Exercise inputs -

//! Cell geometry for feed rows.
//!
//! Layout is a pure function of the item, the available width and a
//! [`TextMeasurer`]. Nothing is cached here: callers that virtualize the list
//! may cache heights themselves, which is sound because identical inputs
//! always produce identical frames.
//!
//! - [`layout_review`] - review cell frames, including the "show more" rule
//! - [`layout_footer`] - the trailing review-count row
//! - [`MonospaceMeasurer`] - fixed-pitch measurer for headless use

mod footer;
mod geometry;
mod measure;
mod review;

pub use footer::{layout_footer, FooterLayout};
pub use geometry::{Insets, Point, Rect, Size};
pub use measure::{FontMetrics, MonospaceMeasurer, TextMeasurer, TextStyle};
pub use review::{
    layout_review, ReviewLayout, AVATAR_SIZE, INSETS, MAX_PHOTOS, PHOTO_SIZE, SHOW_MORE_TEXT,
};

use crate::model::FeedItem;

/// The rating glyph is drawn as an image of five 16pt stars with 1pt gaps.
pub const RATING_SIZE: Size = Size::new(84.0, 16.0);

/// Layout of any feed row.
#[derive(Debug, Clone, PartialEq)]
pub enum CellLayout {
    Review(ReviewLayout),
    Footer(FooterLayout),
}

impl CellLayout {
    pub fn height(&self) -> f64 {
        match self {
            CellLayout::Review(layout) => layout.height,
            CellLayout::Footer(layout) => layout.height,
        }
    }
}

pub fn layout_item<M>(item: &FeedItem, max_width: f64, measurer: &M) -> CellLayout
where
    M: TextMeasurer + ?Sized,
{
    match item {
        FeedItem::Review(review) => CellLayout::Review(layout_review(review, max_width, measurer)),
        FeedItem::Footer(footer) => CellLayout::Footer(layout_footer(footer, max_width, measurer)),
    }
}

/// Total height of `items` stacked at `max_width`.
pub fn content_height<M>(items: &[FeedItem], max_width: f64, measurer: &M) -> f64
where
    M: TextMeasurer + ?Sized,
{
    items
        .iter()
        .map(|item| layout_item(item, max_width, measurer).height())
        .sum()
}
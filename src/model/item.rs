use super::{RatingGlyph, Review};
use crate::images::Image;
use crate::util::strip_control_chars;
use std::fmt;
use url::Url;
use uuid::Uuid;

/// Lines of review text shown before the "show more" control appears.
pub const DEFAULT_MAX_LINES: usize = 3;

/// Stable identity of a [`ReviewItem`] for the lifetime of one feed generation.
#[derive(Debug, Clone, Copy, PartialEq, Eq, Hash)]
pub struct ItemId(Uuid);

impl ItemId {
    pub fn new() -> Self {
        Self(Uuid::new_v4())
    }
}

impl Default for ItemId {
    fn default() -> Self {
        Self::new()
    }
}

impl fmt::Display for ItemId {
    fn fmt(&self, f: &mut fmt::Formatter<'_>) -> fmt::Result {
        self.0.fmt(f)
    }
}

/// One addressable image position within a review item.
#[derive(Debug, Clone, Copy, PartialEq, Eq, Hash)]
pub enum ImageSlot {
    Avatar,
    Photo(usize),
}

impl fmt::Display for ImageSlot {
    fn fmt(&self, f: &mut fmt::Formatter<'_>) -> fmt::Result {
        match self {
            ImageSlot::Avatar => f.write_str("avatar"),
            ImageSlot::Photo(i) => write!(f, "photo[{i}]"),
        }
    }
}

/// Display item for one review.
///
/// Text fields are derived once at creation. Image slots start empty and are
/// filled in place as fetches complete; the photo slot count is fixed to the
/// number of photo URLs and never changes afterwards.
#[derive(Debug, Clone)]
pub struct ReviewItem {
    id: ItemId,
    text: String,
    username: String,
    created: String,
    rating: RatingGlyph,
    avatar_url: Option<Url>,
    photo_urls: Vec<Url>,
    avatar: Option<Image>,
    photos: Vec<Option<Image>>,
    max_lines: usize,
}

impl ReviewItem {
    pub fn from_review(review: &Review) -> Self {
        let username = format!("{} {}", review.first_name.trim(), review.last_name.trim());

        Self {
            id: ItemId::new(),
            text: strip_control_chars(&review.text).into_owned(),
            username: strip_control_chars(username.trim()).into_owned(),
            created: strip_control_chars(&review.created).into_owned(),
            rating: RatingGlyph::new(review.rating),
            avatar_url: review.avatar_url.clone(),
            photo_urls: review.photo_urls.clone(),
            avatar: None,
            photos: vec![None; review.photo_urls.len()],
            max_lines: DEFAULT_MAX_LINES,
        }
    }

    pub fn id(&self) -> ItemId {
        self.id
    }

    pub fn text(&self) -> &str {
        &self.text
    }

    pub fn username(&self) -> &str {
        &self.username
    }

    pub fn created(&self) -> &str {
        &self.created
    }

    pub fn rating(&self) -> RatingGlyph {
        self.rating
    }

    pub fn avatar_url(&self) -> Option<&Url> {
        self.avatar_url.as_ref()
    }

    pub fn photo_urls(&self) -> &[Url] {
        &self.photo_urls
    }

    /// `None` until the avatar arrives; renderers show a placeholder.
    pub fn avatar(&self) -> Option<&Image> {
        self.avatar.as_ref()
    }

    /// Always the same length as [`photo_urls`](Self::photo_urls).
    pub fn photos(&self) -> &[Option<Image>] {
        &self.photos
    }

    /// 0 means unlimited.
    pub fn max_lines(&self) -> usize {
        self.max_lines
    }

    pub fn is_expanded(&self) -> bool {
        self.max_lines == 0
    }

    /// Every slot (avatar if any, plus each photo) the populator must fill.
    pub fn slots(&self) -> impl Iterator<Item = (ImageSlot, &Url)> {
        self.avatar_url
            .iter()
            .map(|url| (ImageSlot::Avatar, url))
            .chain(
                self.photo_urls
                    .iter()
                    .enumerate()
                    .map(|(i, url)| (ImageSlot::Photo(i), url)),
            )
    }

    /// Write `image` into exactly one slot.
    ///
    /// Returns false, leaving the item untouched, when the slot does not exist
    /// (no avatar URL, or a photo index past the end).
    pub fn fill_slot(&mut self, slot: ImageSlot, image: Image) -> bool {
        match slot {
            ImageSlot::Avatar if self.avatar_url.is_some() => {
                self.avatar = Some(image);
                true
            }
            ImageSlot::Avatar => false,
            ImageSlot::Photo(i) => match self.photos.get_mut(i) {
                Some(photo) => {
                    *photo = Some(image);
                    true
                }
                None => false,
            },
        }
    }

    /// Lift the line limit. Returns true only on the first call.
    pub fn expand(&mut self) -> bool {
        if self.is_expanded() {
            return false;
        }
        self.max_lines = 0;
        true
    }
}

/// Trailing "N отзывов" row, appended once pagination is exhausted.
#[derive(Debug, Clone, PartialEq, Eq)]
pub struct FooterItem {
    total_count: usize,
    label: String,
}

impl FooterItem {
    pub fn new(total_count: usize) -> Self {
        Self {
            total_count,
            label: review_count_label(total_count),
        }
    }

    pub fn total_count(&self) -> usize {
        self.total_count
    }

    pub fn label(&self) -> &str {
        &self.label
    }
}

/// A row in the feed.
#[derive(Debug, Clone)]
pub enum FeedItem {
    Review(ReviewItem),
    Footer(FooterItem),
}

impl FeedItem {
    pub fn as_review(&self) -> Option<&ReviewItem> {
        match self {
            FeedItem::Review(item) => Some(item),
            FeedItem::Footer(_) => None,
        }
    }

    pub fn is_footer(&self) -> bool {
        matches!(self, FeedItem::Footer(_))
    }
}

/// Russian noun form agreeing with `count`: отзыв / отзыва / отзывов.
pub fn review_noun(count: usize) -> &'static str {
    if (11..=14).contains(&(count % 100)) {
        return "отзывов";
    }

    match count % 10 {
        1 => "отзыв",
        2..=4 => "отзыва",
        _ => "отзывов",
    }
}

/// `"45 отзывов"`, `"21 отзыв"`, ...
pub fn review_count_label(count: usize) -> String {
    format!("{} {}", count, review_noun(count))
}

What you are asked to do - Within the data above, the span starting at the line containing "width and a" and ending at the line containing "mod measure;" is to be retyped exactly, with no other lines.

Result for this exercise -
//! Layout is a pure function of the item, the available width and a
//! [`TextMeasurer`]. Nothing is cached here: callers that virtualize the list
//! may cache heights themselves, which is sound because identical inputs
//! always produce identical frames.
//!
//! - [`layout_review`] - review cell frames, including the "show more" rule
//! - [`layout_footer`] - the trailing review-count row
//! - [`MonospaceMeasurer`] - fixed-pitch measurer for headless use

mod footer;
mod geometry;
mod measure;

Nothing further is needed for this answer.